(Stored data)

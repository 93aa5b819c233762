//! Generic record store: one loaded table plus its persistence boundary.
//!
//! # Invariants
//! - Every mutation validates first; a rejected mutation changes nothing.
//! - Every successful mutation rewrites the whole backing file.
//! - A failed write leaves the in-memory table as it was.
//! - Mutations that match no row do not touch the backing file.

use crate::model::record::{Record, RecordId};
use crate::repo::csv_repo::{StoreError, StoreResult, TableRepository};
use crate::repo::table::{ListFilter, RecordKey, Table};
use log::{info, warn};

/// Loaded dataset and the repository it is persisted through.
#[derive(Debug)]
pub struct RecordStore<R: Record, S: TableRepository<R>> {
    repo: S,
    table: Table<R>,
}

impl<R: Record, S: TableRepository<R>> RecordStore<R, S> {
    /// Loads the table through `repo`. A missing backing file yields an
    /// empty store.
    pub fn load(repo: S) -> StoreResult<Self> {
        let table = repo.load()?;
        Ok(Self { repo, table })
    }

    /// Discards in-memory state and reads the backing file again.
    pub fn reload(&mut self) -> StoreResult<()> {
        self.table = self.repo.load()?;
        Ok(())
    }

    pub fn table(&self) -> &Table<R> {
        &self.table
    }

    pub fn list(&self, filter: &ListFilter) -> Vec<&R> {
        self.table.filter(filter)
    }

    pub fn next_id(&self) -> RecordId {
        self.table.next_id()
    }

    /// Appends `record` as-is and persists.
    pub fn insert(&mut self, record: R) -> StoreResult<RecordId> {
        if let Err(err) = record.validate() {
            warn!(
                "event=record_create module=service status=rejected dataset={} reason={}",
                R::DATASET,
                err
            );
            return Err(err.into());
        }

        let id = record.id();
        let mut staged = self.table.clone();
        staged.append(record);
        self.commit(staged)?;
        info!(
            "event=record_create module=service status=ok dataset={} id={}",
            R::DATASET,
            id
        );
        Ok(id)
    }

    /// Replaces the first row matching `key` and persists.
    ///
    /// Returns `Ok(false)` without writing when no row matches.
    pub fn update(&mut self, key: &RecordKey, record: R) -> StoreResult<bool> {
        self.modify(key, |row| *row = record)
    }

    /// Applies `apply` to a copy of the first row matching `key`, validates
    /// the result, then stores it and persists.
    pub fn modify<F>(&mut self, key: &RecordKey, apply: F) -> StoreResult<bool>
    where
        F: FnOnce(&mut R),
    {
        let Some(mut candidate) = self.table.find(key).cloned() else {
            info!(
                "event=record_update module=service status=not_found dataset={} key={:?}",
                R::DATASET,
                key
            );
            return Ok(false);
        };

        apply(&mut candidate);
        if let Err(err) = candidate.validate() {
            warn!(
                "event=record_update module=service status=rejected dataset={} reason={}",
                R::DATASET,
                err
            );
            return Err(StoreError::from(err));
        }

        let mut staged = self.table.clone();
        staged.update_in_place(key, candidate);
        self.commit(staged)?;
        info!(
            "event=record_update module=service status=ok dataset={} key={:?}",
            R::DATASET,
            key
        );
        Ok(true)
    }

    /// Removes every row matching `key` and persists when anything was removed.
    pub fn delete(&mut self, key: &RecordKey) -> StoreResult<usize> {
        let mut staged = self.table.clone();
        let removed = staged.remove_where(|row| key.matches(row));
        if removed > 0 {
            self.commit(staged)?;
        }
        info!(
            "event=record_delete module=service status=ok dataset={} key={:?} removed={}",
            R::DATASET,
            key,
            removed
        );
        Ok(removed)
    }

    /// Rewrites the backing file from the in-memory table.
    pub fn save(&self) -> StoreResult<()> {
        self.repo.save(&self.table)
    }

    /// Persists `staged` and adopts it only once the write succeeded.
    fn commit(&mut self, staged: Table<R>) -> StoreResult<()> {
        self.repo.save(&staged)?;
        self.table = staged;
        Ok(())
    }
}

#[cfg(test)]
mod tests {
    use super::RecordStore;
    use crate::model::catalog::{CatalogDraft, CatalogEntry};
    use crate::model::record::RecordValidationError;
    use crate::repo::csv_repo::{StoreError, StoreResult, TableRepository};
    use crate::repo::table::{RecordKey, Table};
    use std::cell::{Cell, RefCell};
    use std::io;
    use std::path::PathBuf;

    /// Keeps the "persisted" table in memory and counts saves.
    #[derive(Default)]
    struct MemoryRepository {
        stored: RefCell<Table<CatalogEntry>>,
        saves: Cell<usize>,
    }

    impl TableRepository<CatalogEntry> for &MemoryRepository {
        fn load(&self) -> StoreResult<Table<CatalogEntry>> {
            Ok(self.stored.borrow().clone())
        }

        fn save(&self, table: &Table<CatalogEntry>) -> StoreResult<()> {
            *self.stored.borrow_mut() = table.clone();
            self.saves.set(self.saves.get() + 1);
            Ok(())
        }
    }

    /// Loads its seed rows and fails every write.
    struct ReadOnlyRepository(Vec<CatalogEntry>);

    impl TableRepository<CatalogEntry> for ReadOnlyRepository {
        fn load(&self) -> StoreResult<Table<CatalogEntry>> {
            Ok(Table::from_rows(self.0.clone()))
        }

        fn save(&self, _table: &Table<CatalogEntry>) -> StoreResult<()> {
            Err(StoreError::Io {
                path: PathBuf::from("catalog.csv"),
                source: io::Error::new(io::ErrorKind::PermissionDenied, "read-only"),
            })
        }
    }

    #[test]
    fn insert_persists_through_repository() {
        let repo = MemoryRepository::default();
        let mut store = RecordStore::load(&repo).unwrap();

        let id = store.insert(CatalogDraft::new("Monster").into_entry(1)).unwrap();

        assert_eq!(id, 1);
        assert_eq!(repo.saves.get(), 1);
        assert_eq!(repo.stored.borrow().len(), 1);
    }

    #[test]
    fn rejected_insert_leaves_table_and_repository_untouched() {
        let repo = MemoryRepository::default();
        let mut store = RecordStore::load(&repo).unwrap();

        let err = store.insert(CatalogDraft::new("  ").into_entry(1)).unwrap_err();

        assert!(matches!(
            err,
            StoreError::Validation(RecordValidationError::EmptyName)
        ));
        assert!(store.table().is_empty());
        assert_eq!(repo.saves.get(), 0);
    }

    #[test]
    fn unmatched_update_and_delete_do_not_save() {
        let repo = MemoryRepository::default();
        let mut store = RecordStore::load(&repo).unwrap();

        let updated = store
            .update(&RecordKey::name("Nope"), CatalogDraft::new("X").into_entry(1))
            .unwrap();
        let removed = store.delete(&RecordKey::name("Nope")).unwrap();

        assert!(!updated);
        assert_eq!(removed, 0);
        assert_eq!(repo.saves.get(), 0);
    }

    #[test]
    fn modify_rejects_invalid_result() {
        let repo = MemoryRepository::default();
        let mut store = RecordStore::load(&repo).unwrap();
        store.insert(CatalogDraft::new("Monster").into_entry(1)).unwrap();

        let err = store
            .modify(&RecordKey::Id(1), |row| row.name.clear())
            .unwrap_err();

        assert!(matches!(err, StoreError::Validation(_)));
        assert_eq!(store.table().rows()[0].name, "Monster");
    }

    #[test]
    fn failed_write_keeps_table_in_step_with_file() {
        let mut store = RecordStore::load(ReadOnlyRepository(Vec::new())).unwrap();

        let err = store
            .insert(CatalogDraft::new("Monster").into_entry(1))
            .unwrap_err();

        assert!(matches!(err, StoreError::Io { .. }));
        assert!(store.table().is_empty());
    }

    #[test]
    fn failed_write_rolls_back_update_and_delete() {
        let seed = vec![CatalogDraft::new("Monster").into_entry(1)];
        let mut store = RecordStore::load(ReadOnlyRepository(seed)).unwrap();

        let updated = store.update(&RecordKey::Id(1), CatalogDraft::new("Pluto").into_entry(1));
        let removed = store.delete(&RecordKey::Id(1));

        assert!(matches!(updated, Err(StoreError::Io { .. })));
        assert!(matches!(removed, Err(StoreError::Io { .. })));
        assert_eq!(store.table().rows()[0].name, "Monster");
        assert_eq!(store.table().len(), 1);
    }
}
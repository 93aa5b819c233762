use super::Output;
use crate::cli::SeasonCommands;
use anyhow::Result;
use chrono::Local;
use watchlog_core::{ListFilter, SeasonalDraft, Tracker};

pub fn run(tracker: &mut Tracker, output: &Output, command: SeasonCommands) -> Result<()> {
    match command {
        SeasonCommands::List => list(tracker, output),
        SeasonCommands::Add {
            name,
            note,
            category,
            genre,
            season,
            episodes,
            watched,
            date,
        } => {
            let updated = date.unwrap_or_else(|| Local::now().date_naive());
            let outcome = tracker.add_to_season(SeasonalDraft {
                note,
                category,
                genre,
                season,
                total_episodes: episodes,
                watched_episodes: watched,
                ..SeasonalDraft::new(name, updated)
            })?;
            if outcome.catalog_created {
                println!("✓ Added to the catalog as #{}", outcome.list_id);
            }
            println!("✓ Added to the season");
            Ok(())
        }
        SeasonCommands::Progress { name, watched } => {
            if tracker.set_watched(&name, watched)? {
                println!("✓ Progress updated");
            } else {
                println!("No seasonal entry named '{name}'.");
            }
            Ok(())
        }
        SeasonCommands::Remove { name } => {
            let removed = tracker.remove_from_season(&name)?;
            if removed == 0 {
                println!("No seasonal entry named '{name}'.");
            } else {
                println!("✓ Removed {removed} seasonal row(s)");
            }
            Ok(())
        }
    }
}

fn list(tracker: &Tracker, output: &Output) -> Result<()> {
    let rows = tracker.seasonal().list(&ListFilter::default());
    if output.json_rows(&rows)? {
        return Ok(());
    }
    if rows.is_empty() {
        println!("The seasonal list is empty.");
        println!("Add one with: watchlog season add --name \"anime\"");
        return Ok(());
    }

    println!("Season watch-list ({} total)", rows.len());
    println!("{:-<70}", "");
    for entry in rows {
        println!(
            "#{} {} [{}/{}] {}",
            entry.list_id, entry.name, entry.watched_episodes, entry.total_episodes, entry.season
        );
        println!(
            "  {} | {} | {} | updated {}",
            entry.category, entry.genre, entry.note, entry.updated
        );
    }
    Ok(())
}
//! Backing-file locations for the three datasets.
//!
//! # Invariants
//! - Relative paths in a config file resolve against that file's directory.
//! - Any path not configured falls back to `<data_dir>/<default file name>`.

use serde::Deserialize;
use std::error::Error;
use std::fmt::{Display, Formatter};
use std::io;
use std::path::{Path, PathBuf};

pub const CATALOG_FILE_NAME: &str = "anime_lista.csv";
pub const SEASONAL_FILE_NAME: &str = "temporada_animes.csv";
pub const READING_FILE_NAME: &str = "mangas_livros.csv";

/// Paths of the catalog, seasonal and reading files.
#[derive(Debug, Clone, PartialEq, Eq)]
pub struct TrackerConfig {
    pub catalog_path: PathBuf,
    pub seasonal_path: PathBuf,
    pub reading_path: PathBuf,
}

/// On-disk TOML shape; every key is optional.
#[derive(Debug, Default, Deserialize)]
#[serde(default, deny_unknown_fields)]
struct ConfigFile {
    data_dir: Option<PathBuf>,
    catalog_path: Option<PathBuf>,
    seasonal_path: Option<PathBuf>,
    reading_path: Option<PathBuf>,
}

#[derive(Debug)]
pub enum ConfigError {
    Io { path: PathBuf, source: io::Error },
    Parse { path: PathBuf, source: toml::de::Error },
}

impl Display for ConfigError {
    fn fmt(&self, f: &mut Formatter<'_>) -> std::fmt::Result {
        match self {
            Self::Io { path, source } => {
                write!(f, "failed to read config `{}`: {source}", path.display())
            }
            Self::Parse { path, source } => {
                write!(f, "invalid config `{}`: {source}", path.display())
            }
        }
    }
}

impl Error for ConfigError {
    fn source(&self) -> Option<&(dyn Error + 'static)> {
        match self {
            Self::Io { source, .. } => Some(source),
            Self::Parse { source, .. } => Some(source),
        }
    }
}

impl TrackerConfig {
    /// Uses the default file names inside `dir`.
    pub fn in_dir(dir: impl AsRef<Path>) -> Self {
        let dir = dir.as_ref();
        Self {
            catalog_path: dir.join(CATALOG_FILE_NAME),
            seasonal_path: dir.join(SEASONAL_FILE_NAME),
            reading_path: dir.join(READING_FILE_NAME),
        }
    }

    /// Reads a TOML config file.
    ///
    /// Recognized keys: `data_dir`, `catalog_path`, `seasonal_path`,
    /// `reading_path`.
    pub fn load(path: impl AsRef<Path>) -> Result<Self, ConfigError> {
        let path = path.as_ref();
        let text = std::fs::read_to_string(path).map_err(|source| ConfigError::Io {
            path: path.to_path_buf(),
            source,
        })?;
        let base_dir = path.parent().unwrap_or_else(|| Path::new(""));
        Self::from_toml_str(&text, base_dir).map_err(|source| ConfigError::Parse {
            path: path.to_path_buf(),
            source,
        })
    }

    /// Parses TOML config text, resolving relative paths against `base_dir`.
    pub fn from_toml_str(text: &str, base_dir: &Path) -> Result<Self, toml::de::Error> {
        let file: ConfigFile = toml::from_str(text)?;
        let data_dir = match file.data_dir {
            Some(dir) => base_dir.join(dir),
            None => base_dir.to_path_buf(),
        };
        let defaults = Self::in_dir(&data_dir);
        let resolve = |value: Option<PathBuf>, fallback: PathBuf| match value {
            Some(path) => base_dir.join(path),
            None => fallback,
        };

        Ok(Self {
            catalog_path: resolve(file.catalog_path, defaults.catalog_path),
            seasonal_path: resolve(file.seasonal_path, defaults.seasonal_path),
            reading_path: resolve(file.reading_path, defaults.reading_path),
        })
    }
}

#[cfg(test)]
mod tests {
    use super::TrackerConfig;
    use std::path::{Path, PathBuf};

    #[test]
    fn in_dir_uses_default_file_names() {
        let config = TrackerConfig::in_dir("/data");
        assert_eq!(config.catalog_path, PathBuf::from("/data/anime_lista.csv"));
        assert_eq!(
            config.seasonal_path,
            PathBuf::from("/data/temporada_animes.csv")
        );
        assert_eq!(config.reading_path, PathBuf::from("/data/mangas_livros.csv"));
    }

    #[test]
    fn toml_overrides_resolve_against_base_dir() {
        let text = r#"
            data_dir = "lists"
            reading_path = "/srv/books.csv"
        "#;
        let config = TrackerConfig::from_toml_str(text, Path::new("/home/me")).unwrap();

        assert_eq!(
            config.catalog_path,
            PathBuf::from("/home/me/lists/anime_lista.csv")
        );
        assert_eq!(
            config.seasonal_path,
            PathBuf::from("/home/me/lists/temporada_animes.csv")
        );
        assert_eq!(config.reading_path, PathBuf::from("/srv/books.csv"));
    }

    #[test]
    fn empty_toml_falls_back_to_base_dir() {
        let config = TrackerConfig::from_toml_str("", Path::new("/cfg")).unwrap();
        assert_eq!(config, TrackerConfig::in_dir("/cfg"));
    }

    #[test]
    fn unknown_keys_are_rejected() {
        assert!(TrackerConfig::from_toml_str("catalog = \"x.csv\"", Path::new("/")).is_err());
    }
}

> Work instruction
Your answer should be the lines above from the one containing "let text = std::fs::read_to_string(path).map_err(|source|" through the one containing "let base_dir = path.parent().unwrap_or_else(||", copied exactly and with both ends kept.

> Your solution
        let text = std::fs::read_to_string(path).map_err(|source| ConfigError::Io {
            path: path.to_path_buf(),
            source,
        })?;
        let base_dir = path.parent().unwrap_or_else(|| Path::new(""));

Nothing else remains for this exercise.